Work instructions: Your task is to retype every entry exactly, omitting nothing.

Data for processing:
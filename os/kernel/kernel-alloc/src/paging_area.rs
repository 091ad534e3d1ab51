//! # Paging Area Manager
//!
//! Page tables and directories live in a dedicated virtual window. Pages of
//! that window are handed out from a small pool of pages that are already
//! backed by frames, so the page-fault path can get a page table without
//! scanning a bitmap or allocating a frame.
//!
//! The pool is topped up by [`refill_pool_with`](PagingAreaManager::refill_pool_with),
//! which draws fresh pages from the window's bitmap and lets the caller back
//! them. That belongs in a background task, never in the fault path.

use crate::bitmap::BitmapMemoryManager;
use crate::block::BlockMemoryManager;
use kernel_info::fault::KernelFault;
use kernel_info::memory::{PAGE_SIZE, PAGING_AREA_POOL_CAPACITY};
use kernel_memory_addresses::VirtualAddress;
use kernel_sync::SpinLock;

struct Pool {
    pages: [VirtualAddress; PAGING_AREA_POOL_CAPACITY],
    len: usize,
}

impl Pool {
    const fn new() -> Self {
        Self {
            pages: [VirtualAddress::zero(); PAGING_AREA_POOL_CAPACITY],
            len: 0,
        }
    }

    const fn is_full(&self) -> bool {
        self.len == PAGING_AREA_POOL_CAPACITY
    }

    fn push(&mut self, page: VirtualAddress) {
        self.pages[self.len] = page;
        self.len += 1;
    }

    fn pop(&mut self) -> Option<VirtualAddress> {
        self.len = self.len.checked_sub(1)?;
        Some(self.pages[self.len])
    }
}

pub struct PagingAreaManager {
    window: BitmapMemoryManager<VirtualAddress>,
    pool: SpinLock<Pool>,
    /// Serializes refills; a page backed by one refill must not be backed again.
    refill: SpinLock<()>,
}

impl PagingAreaManager {
    /// Manage the page-sized blocks of `[window_start, window_start + window_size)`.
    ///
    /// The first `backed_pages` pages of the window are already backed by
    /// frames; the first `used_pages` of those hold the boot-time directory
    /// and page tables. The rest seed the pool.
    ///
    /// # Panics
    /// Fires [`KernelFault::InvalidArgument`] if the backed pages that are not
    /// in use exceed the pool capacity.
    #[must_use]
    pub fn new(window_start: VirtualAddress, window_size: u32, backed_pages: u32, used_pages: u32) -> Self {
        if used_pages > backed_pages
            || (backed_pages - used_pages) as usize > PAGING_AREA_POOL_CAPACITY
        {
            KernelFault::InvalidArgument("backed paging area does not fit the pool").fire();
        }

        let window = BitmapMemoryManager::new(window_start, window_size, PAGE_SIZE);
        let mut pool = Pool::new();
        for page in 0..backed_pages {
            let va = window_start + page * PAGE_SIZE;
            window.mark_used(va);
            if page >= used_pages {
                pool.push(va);
            }
        }

        log::debug!(
            "paging area at {window_start}: {} KiB, {} pages in the pool",
            window_size / 1024,
            pool.len
        );

        Self {
            window,
            pool: SpinLock::new(pool),
            refill: SpinLock::new(()),
        }
    }

    /// A backed page from the pool, or `None` if the pool is empty.
    pub fn allocate_block(&self) -> Option<VirtualAddress> {
        self.pool.lock().pop()
    }

    /// Return a page to the window. Its frame must have been released and its
    /// mapping removed.
    pub fn free_block(&self, page: VirtualAddress) {
        self.window.free_block(page);
    }

    /// Top up the pool, assuming the whole window is backed.
    pub fn refill_pool(&self) -> usize {
        self.refill_pool_with(|_| true)
    }

    /// Top up the pool with pages from the window.
    ///
    /// `back` is called for each new page and has to map it; returning
    /// `false` gives the page back and ends the refill. Returns the number of
    /// pages added. A refill already in progress elsewhere makes this a no-op.
    pub fn refill_pool_with(&self, mut back: impl FnMut(VirtualAddress) -> bool) -> usize {
        let Some(_refill) = self.refill.try_lock() else {
            return 0;
        };

        let mut added = 0;
        while !self.pool.lock().is_full() {
            let Some(page) = self.window.allocate_block() else {
                log::warn!("paging area window is exhausted");
                break;
            };
            if !back(page) {
                self.window.free_block(page);
                break;
            }

            // Only allocations happened since the check; there is room.
            self.pool.lock().push(page);
            added += 1;
        }

        if added > 0 {
            log::trace!("paging area pool refilled with {added} pages");
        }
        added
    }

    /// Pages currently in the pool.
    #[must_use]
    pub fn pool_len(&self) -> usize {
        self.pool.lock().len
    }

    #[must_use]
    pub fn window_start(&self) -> VirtualAddress {
        self.window.start()
    }

    #[must_use]
    pub fn contains(&self, va: VirtualAddress) -> bool {
        va >= self.window.start() && u64::from(va.as_u32()) < self.window.end()
    }
}

impl BlockMemoryManager for PagingAreaManager {
    type Address = VirtualAddress;

    fn allocate_block(&self) -> Option<VirtualAddress> {
        Self::allocate_block(self)
    }

    fn free_block(&self, block: VirtualAddress) {
        Self::free_block(self, block);
    }

    /// Pages of the window that are free or waiting in the pool.
    fn free_memory(&self) -> u64 {
        self.window.free_memory() + self.pool_len() as u64 * u64::from(PAGE_SIZE)
    }

    fn total_memory(&self) -> u64 {
        self.window.total_memory()
    }

    fn block_size(&self) -> u32 {
        PAGE_SIZE
    }
}

#[cfg(test)]
mod tests {
    use super::*;

    const WINDOW: u32 = 0x0020_0000;

    fn va(page: u32) -> VirtualAddress {
        VirtualAddress::new(WINDOW + page * PAGE_SIZE)
    }

    #[test]
    fn backed_pages_past_the_boot_tables_seed_the_pool() {
        let area = PagingAreaManager::new(va(0), 16 * PAGE_SIZE, 4, 2);
        assert_eq!(area.pool_len(), 2);
        assert_eq!(area.free_memory(), 14 * u64::from(PAGE_SIZE));

        let mut pages = [area.allocate_block().unwrap(), area.allocate_block().unwrap()];
        pages.sort();
        assert_eq!(pages, [va(2), va(3)]);
        assert_eq!(area.allocate_block(), None);
    }

    #[test]
    fn refill_backs_every_page_it_adds() {
        let area = PagingAreaManager::new(va(0), 16 * PAGE_SIZE, 1, 1);
        let mut backed = Vec::new();
        let added = area.refill_pool_with(|page| {
            backed.push(page);
            true
        });
        assert_eq!(added, 15);
        assert_eq!(backed.first(), Some(&va(1)));
        assert_eq!(area.pool_len(), 15);
        assert_eq!(area.refill_pool(), 0);
    }

    #[test]
    fn refused_pages_go_back_to_the_window() {
        let area = PagingAreaManager::new(va(0), 16 * PAGE_SIZE, 0, 0);
        let mut budget = 3;
        let added = area.refill_pool_with(|_| {
            budget -= 1;
            budget >= 0
        });
        assert_eq!(added, 3);
        assert_eq!(area.free_memory(), 16 * u64::from(PAGE_SIZE));

        // The refused page is handed out again by the next refill.
        let mut first = None;
        area.refill_pool_with(|page| {
            first = Some(page);
            false
        });
        assert_eq!(first, Some(va(3)));
    }

    #[test]
    fn the_pool_is_bounded() {
        let area = PagingAreaManager::new(va(0), 1024 * PAGE_SIZE, 0, 0);
        assert_eq!(area.refill_pool(), PAGING_AREA_POOL_CAPACITY);
        assert!(area.allocate_block().is_some());
        assert_eq!(area.refill_pool(), 1);
    }

    #[test]
    fn freed_pages_return_to_the_window() {
        let area = PagingAreaManager::new(va(0), 2 * PAGE_SIZE, 2, 0);
        let page = area.allocate_block().unwrap();
        assert_eq!(area.refill_pool(), 0);
        area.free_block(page);
        assert_eq!(area.refill_pool(), 1);
        assert!(area.contains(page));
        assert!(!area.contains(va(2)));
    }

    #[test]
    #[should_panic(expected = "invalid argument")]
    fn more_backed_pages_than_the_pool_holds_are_rejected() {
        let _ = PagingAreaManager::new(va(0), 1024 * PAGE_SIZE, 200, 0);
    }
}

Exercise solution:
filename os/kernel/kernel-alloc/src/paging_area.rs
repository 091ad534e3d1ab51
//! # Paging Area Manager
//!
//! Page tables and directories live in a dedicated virtual window. Pages of
//! that window are handed out from a small pool of pages that are already
//! backed by frames, so the page-fault path can get a page table without
//! scanning a bitmap or allocating a frame.
//!
//! The pool is topped up by [`refill_pool_with`](PagingAreaManager::refill_pool_with),
//! which draws fresh pages from the window's bitmap and lets the caller back
//! them. That belongs in a background task, never in the fault path.

use crate::bitmap::BitmapMemoryManager;
use crate::block::BlockMemoryManager;
use kernel_info::fault::KernelFault;
use kernel_info::memory::{PAGE_SIZE, PAGING_AREA_POOL_CAPACITY};
use kernel_memory_addresses::VirtualAddress;
use kernel_sync::SpinLock;

struct Pool {
    pages: [VirtualAddress; PAGING_AREA_POOL_CAPACITY],
    len: usize,
}

impl Pool {
    const fn new() -> Self {
        Self {
            pages: [VirtualAddress::zero(); PAGING_AREA_POOL_CAPACITY],
            len: 0,
        }
    }

    const fn is_full(&self) -> bool {
        self.len == PAGING_AREA_POOL_CAPACITY
    }

    fn push(&mut self, page: VirtualAddress) {
        self.pages[self.len] = page;
        self.len += 1;
    }

    fn pop(&mut self) -> Option<VirtualAddress> {
        self.len = self.len.checked_sub(1)?;
        Some(self.pages[self.len])
    }
}

pub struct PagingAreaManager {
    window: BitmapMemoryManager<VirtualAddress>,
    pool: SpinLock<Pool>,
    /// Serializes refills; a page backed by one refill must not be backed again.
    refill: SpinLock<()>,
}

impl PagingAreaManager {
    /// Manage the page-sized blocks of `[window_start, window_start + window_size)`.
    ///
    /// The first `backed_pages` pages of the window are already backed by
    /// frames; the first `used_pages` of those hold the boot-time directory
    /// and page tables. The rest seed the pool.
    ///
    /// # Panics
    /// Fires [`KernelFault::InvalidArgument`] if the backed pages that are not
    /// in use exceed the pool capacity.
    #[must_use]
    pub fn new(window_start: VirtualAddress, window_size: u32, backed_pages: u32, used_pages: u32) -> Self {
        if used_pages > backed_pages
            || (backed_pages - used_pages) as usize > PAGING_AREA_POOL_CAPACITY
        {
            KernelFault::InvalidArgument("backed paging area does not fit the pool").fire();
        }

        let window = BitmapMemoryManager::new(window_start, window_size, PAGE_SIZE);
        let mut pool = Pool::new();
        for page in 0..backed_pages {
            let va = window_start + page * PAGE_SIZE;
            window.mark_used(va);
            if page >= used_pages {
                pool.push(va);
            }
        }

        log::debug!(
            "paging area at {window_start}: {} KiB, {} pages in the pool",
            window_size / 1024,
            pool.len
        );

        Self {
            window,
            pool: SpinLock::new(pool),
            refill: SpinLock::new(()),
        }
    }

    /// A backed page from the pool, or `None` if the pool is empty.
    pub fn allocate_block(&self) -> Option<VirtualAddress> {
        self.pool.lock().pop()
    }

    /// Return a page to the window. Its frame must have been released and its
    /// mapping removed.
    pub fn free_block(&self, page: VirtualAddress) {
        self.window.free_block(page);
    }

    /// Top up the pool, assuming the whole window is backed.
    pub fn refill_pool(&self) -> usize {
        self.refill_pool_with(|_| true)
    }

    /// Top up the pool with pages from the window.
    ///
    /// `back` is called for each new page and has to map it; returning
    /// `false` gives the page back and ends the refill. Returns the number of
    /// pages added. A refill already in progress elsewhere makes this a no-op.
    pub fn refill_pool_with(&self, mut back: impl FnMut(VirtualAddress) -> bool) -> usize {
        let Some(_refill) = self.refill.try_lock() else {
            return 0;
        };

        let mut added = 0;
        while !self.pool.lock().is_full() {
            let Some(page) = self.window.allocate_block() else {
                log::warn!("paging area window is exhausted");
                break;
            };
            if !back(page) {
                self.window.free_block(page);
                break;
            }

            // Only allocations happened since the check; there is room.
            self.pool.lock().push(page);
            added += 1;
        }

        if added > 0 {
            log::trace!("paging area pool refilled with {added} pages");
        }
        added
    }

    /// Pages currently in the pool.
    #[must_use]
    pub fn pool_len(&self) -> usize {
        self.pool.lock().len
    }

    #[must_use]
    pub fn window_start(&self) -> VirtualAddress {
        self.window.start()
    }

    #[must_use]
    pub fn contains(&self, va: VirtualAddress) -> bool {
        va >= self.window.start() && u64::from(va.as_u32()) < self.window.end()
    }
}

impl BlockMemoryManager for PagingAreaManager {
    type Address = VirtualAddress;

    fn allocate_block(&self) -> Option<VirtualAddress> {
        Self::allocate_block(self)
    }

    fn free_block(&self, block: VirtualAddress) {
        Self::free_block(self, block);
    }

    /// Pages of the window that are free or waiting in the pool.
    fn free_memory(&self) -> u64 {
        self.window.free_memory() + self.pool_len() as u64 * u64::from(PAGE_SIZE)
    }

    fn total_memory(&self) -> u64 {
        self.window.total_memory()
    }

    fn block_size(&self) -> u32 {
        PAGE_SIZE
    }
}

#[cfg(test)]
mod tests {
    use super::*;

    const WINDOW: u32 = 0x0020_0000;

    fn va(page: u32) -> VirtualAddress {
        VirtualAddress::new(WINDOW + page * PAGE_SIZE)
    }

    #[test]
    fn backed_pages_past_the_boot_tables_seed_the_pool() {
        let area = PagingAreaManager::new(va(0), 16 * PAGE_SIZE, 4, 2);
        assert_eq!(area.pool_len(), 2);
        assert_eq!(area.free_memory(), 14 * u64::from(PAGE_SIZE));

        let mut pages = [area.allocate_block().unwrap(), area.allocate_block().unwrap()];
        pages.sort();
        assert_eq!(pages, [va(2), va(3)]);
        assert_eq!(area.allocate_block(), None);
    }

    #[test]
    fn refill_backs_every_page_it_adds() {
        let area = PagingAreaManager::new(va(0), 16 * PAGE_SIZE, 1, 1);
        let mut backed = Vec::new();
        let added = area.refill_pool_with(|page| {
            backed.push(page);
            true
        });
        assert_eq!(added, 15);
        assert_eq!(backed.first(), Some(&va(1)));
        assert_eq!(area.pool_len(), 15);
        assert_eq!(area.refill_pool(), 0);
    }

    #[test]
    fn refused_pages_go_back_to_the_window() {
        let area = PagingAreaManager::new(va(0), 16 * PAGE_SIZE, 0, 0);
        let mut budget = 3;
        let added = area.refill_pool_with(|_| {
            budget -= 1;
            budget >= 0
        });
        assert_eq!(added, 3);
        assert_eq!(area.free_memory(), 16 * u64::from(PAGE_SIZE));

        // The refused page is handed out again by the next refill.
        let mut first = None;
        area.refill_pool_with(|page| {
            first = Some(page);
            false
        });
        assert_eq!(first, Some(va(3)));
    }

    #[test]
    fn the_pool_is_bounded() {
        let area = PagingAreaManager::new(va(0), 1024 * PAGE_SIZE, 0, 0);
        assert_eq!(area.refill_pool(), PAGING_AREA_POOL_CAPACITY);
        assert!(area.allocate_block().is_some());
        assert_eq!(area.refill_pool(), 1);
    }

    #[test]
    fn freed_pages_return_to_the_window() {
        let area = PagingAreaManager::new(va(0), 2 * PAGE_SIZE, 2, 0);
        let page = area.allocate_block().unwrap();
        assert_eq!(area.refill_pool(), 0);
        area.free_block(page);
        assert_eq!(area.refill_pool(), 1);
        assert!(area.contains(page));
        assert!(!area.contains(va(2)));
    }

    #[test]
    #[should_panic(expected = "invalid argument")]
    fn more_backed_pages_than_the_pool_holds_are_rejected() {
        let _ = PagingAreaManager::new(va(0), 1024 * PAGE_SIZE, 200, 0);
    }
}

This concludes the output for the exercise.